> **Required work**
Every entry should be returned exactly. Omit none of them.

> **Working data**
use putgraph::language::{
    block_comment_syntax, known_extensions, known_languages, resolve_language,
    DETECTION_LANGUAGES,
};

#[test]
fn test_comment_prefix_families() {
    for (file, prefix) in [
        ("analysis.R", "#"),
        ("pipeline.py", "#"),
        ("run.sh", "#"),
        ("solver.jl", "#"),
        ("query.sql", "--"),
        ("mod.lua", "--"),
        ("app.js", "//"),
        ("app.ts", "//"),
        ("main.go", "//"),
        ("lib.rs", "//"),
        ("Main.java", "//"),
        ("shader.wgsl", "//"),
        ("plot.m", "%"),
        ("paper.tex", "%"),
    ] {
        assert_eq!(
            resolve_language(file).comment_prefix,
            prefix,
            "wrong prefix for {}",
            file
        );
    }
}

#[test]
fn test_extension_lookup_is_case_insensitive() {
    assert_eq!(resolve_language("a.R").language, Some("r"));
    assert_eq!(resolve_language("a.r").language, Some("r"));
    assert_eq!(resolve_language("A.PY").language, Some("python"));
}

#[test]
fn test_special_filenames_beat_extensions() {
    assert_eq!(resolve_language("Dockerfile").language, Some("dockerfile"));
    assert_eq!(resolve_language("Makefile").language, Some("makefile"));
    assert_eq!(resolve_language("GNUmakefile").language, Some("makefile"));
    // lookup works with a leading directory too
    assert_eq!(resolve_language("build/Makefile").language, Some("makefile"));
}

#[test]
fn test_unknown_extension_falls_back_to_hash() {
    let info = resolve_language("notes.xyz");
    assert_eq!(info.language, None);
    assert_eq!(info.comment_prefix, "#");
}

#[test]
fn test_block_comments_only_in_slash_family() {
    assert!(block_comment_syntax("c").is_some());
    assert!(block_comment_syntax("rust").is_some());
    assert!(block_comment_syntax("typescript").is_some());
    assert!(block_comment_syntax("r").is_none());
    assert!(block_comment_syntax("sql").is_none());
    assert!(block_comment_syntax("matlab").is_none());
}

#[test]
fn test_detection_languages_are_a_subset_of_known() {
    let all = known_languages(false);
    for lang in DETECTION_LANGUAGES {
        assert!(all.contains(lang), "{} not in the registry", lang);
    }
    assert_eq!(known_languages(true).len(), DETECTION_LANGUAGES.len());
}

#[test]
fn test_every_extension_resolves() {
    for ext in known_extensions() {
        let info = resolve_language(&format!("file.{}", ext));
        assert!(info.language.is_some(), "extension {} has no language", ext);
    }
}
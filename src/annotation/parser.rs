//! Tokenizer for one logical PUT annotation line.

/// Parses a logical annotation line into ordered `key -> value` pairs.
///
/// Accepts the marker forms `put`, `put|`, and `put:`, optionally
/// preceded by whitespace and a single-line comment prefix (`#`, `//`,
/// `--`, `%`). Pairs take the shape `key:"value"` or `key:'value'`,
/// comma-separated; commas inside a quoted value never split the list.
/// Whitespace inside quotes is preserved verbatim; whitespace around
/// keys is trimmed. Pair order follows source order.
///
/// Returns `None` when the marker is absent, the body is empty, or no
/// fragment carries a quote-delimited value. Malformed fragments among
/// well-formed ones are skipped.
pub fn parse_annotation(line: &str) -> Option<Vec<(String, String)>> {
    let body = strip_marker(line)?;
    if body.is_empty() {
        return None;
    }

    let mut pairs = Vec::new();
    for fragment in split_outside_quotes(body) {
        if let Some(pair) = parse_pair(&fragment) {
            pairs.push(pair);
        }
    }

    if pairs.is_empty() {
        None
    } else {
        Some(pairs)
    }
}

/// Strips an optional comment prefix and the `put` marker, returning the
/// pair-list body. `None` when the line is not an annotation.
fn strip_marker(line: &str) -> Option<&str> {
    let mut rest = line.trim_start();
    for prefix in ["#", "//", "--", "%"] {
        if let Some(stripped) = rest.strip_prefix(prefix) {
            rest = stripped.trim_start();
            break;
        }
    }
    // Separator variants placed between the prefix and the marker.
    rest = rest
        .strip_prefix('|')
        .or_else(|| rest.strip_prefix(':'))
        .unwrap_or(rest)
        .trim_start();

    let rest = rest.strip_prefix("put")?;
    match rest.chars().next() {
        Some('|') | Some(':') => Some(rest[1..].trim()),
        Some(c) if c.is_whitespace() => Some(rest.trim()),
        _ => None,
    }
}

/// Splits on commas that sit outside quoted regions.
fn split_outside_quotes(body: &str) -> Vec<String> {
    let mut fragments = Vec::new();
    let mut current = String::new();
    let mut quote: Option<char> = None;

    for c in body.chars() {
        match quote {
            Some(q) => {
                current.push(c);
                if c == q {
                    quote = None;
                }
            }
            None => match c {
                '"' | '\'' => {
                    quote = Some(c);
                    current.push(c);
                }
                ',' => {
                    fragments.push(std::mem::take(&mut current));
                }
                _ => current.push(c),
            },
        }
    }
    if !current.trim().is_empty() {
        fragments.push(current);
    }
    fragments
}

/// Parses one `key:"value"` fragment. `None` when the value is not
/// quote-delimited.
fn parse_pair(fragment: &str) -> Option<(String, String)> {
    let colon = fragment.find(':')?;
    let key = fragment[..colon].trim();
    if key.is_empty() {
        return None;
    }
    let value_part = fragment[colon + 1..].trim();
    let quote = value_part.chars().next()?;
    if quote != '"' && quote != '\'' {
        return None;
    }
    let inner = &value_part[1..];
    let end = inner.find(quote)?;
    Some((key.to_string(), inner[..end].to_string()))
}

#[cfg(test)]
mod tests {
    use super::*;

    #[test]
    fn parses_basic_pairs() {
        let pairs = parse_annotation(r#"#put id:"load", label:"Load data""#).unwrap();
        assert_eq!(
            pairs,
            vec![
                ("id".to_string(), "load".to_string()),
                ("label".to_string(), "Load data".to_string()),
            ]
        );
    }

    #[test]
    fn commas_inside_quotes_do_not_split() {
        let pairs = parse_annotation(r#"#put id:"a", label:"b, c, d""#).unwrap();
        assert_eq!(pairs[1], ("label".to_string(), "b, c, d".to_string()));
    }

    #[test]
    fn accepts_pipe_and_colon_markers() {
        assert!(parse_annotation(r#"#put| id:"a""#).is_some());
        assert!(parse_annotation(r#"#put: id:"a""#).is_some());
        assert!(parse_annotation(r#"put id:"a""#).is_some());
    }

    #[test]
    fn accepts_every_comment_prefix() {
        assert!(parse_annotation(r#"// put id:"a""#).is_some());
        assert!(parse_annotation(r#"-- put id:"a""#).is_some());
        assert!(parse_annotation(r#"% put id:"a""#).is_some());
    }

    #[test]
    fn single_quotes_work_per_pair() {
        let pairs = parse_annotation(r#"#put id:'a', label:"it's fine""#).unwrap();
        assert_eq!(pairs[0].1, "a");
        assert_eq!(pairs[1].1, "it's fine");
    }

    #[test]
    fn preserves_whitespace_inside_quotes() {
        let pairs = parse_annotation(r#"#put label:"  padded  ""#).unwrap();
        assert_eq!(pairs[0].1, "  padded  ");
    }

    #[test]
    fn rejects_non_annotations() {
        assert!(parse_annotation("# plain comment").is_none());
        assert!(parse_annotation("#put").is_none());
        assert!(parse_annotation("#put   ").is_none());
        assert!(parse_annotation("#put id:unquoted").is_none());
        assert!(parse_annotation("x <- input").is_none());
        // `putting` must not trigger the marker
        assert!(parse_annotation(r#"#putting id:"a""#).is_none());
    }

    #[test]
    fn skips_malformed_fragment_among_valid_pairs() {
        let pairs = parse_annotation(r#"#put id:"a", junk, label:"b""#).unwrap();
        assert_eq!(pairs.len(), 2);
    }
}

> **Worked solution**
use putgraph::language::{
    block_comment_syntax, known_extensions, known_languages, resolve_language,
    DETECTION_LANGUAGES,
};

#[test]
fn test_comment_prefix_families() {
    for (file, prefix) in [
        ("analysis.R", "#"),
        ("pipeline.py", "#"),
        ("run.sh", "#"),
        ("solver.jl", "#"),
        ("query.sql", "--"),
        ("mod.lua", "--"),
        ("app.js", "//"),
        ("app.ts", "//"),
        ("main.go", "//"),
        ("lib.rs", "//"),
        ("Main.java", "//"),
        ("shader.wgsl", "//"),
        ("plot.m", "%"),
        ("paper.tex", "%"),
    ] {
        assert_eq!(
            resolve_language(file).comment_prefix,
            prefix,
            "wrong prefix for {}",
            file
        );
    }
}

#[test]
fn test_extension_lookup_is_case_insensitive() {
    assert_eq!(resolve_language("a.R").language, Some("r"));
    assert_eq!(resolve_language("a.r").language, Some("r"));
    assert_eq!(resolve_language("A.PY").language, Some("python"));
}

#[test]
fn test_special_filenames_beat_extensions() {
    assert_eq!(resolve_language("Dockerfile").language, Some("dockerfile"));
    assert_eq!(resolve_language("Makefile").language, Some("makefile"));
    assert_eq!(resolve_language("GNUmakefile").language, Some("makefile"));
    // lookup works with a leading directory too
    assert_eq!(resolve_language("build/Makefile").language, Some("makefile"));
}

#[test]
fn test_unknown_extension_falls_back_to_hash() {
    let info = resolve_language("notes.xyz");
    assert_eq!(info.language, None);
    assert_eq!(info.comment_prefix, "#");
}

#[test]
fn test_block_comments_only_in_slash_family() {
    assert!(block_comment_syntax("c").is_some());
    assert!(block_comment_syntax("rust").is_some());
    assert!(block_comment_syntax("typescript").is_some());
    assert!(block_comment_syntax("r").is_none());
    assert!(block_comment_syntax("sql").is_none());
    assert!(block_comment_syntax("matlab").is_none());
}

#[test]
fn test_detection_languages_are_a_subset_of_known() {
    let all = known_languages(false);
    for lang in DETECTION_LANGUAGES {
        assert!(all.contains(lang), "{} not in the registry", lang);
    }
    assert_eq!(known_languages(true).len(), DETECTION_LANGUAGES.len());
}

#[test]
fn test_every_extension_resolves() {
    for ext in known_extensions() {
        let info = resolve_language(&format!("file.{}", ext));
        assert!(info.language.is_some(), "extension {} has no language", ext);
    }
}
filename src/annotation/parser.rs
//! Tokenizer for one logical PUT annotation line.

/// Parses a logical annotation line into ordered `key -> value` pairs.
///
/// Accepts the marker forms `put`, `put|`, and `put:`, optionally
/// preceded by whitespace and a single-line comment prefix (`#`, `//`,
/// `--`, `%`). Pairs take the shape `key:"value"` or `key:'value'`,
/// comma-separated; commas inside a quoted value never split the list.
/// Whitespace inside quotes is preserved verbatim; whitespace around
/// keys is trimmed. Pair order follows source order.
///
/// Returns `None` when the marker is absent, the body is empty, or no
/// fragment carries a quote-delimited value. Malformed fragments among
/// well-formed ones are skipped.
pub fn parse_annotation(line: &str) -> Option<Vec<(String, String)>> {
    let body = strip_marker(line)?;
    if body.is_empty() {
        return None;
    }

    let mut pairs = Vec::new();
    for fragment in split_outside_quotes(body) {
        if let Some(pair) = parse_pair(&fragment) {
            pairs.push(pair);
        }
    }

    if pairs.is_empty() {
        None
    } else {
        Some(pairs)
    }
}

/// Strips an optional comment prefix and the `put` marker, returning the
/// pair-list body. `None` when the line is not an annotation.
fn strip_marker(line: &str) -> Option<&str> {
    let mut rest = line.trim_start();
    for prefix in ["#", "//", "--", "%"] {
        if let Some(stripped) = rest.strip_prefix(prefix) {
            rest = stripped.trim_start();
            break;
        }
    }
    // Separator variants placed between the prefix and the marker.
    rest = rest
        .strip_prefix('|')
        .or_else(|| rest.strip_prefix(':'))
        .unwrap_or(rest)
        .trim_start();

    let rest = rest.strip_prefix("put")?;
    match rest.chars().next() {
        Some('|') | Some(':') => Some(rest[1..].trim()),
        Some(c) if c.is_whitespace() => Some(rest.trim()),
        _ => None,
    }
}

/// Splits on commas that sit outside quoted regions.
fn split_outside_quotes(body: &str) -> Vec<String> {
    let mut fragments = Vec::new();
    let mut current = String::new();
    let mut quote: Option<char> = None;

    for c in body.chars() {
        match quote {
            Some(q) => {
                current.push(c);
                if c == q {
                    quote = None;
                }
            }
            None => match c {
                '"' | '\'' => {
                    quote = Some(c);
                    current.push(c);
                }
                ',' => {
                    fragments.push(std::mem::take(&mut current));
                }
                _ => current.push(c),
            },
        }
    }
    if !current.trim().is_empty() {
        fragments.push(current);
    }
    fragments
}

/// Parses one `key:"value"` fragment. `None` when the value is not
/// quote-delimited.
fn parse_pair(fragment: &str) -> Option<(String, String)> {
    let colon = fragment.find(':')?;
    let key = fragment[..colon].trim();
    if key.is_empty() {
        return None;
    }
    let value_part = fragment[colon + 1..].trim();
    let quote = value_part.chars().next()?;
    if quote != '"' && quote != '\'' {
        return None;
    }
    let inner = &value_part[1..];
    let end = inner.find(quote)?;
    Some((key.to_string(), inner[..end].to_string()))
}

#[cfg(test)]
mod tests {
    use super::*;

    #[test]
    fn parses_basic_pairs() {
        let pairs = parse_annotation(r#"#put id:"load", label:"Load data""#).unwrap();
        assert_eq!(
            pairs,
            vec![
                ("id".to_string(), "load".to_string()),
                ("label".to_string(), "Load data".to_string()),
            ]
        );
    }

    #[test]
    fn commas_inside_quotes_do_not_split() {
        let pairs = parse_annotation(r#"#put id:"a", label:"b, c, d""#).unwrap();
        assert_eq!(pairs[1], ("label".to_string(), "b, c, d".to_string()));
    }

    #[test]
    fn accepts_pipe_and_colon_markers() {
        assert!(parse_annotation(r#"#put| id:"a""#).is_some());
        assert!(parse_annotation(r#"#put: id:"a""#).is_some());
        assert!(parse_annotation(r#"put id:"a""#).is_some());
    }

    #[test]
    fn accepts_every_comment_prefix() {
        assert!(parse_annotation(r#"// put id:"a""#).is_some());
        assert!(parse_annotation(r#"-- put id:"a""#).is_some());
        assert!(parse_annotation(r#"% put id:"a""#).is_some());
    }

    #[test]
    fn single_quotes_work_per_pair() {
        let pairs = parse_annotation(r#"#put id:'a', label:"it's fine""#).unwrap();
        assert_eq!(pairs[0].1, "a");
        assert_eq!(pairs[1].1, "it's fine");
    }

    #[test]
    fn preserves_whitespace_inside_quotes() {
        let pairs = parse_annotation(r#"#put label:"  padded  ""#).unwrap();
        assert_eq!(pairs[0].1, "  padded  ");
    }

    #[test]
    fn rejects_non_annotations() {
        assert!(parse_annotation("# plain comment").is_none());
        assert!(parse_annotation("#put").is_none());
        assert!(parse_annotation("#put   ").is_none());
        assert!(parse_annotation("#put id:unquoted").is_none());
        assert!(parse_annotation("x <- input").is_none());
        // `putting` must not trigger the marker
        assert!(parse_annotation(r#"#putting id:"a""#).is_none());
    }

    #[test]
    fn skips_malformed_fragment_among_valid_pairs() {
        let pairs = parse_annotation(r#"#put id:"a", junk, label:"b""#).unwrap();
        assert_eq!(pairs.len(), 2);
    }
}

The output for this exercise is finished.